There is no reason not to reckon the said statement, especially in the absence of any evidence adduced by the prosecution to prove reasonableness of its suspicion that the idols are stolen. 18. Apart from the above, the person authorised under law to decide whether any article or object is an antiquity or not is the Director General of the ASI or an officer not below the Director of ASI as per section 24 of the Antiquities Act. PW2 is not a competent person under law to determine the question whether the idols seized by the police were antiquities or not.

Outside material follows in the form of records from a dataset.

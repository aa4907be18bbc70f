pub mod clients;
pub mod errors;
pub mod middleware;
pub mod types;

pub use errors::{AppError, AppResult, ErrorCode};
pub use types::*;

Further, even the seizure of the idols and terming it as an antiquity was legally improper, as only a person authorized by the Central Government under section 23 could have seized the idols if they were antiquities. 19. Having regard to the above circumstances, the conviction of the revision petitioner for the offence under Section 53A of the Act is highly irregular and is liable to be set aside. 20. Hence, the conviction and sentence imposed on the accused in C.C.No.239 of 2010 on the files of the Judicial First Class Magistrate's Court, Chalakkudy, as confirmed in Crl.A.No.56 of 2014 on the files of the Additional Sessions Court-IV, Thrissur are set aside, and the accused is acquitted. Since the two quinary idols seized from the petitioner was already directed to be released to him by this Court by order dated 25.08.2016, on conditions, the said order is made absolute, and the conditions imposed by the court in the said order shall not hereafter survive. The criminal revision petition is allowed as above.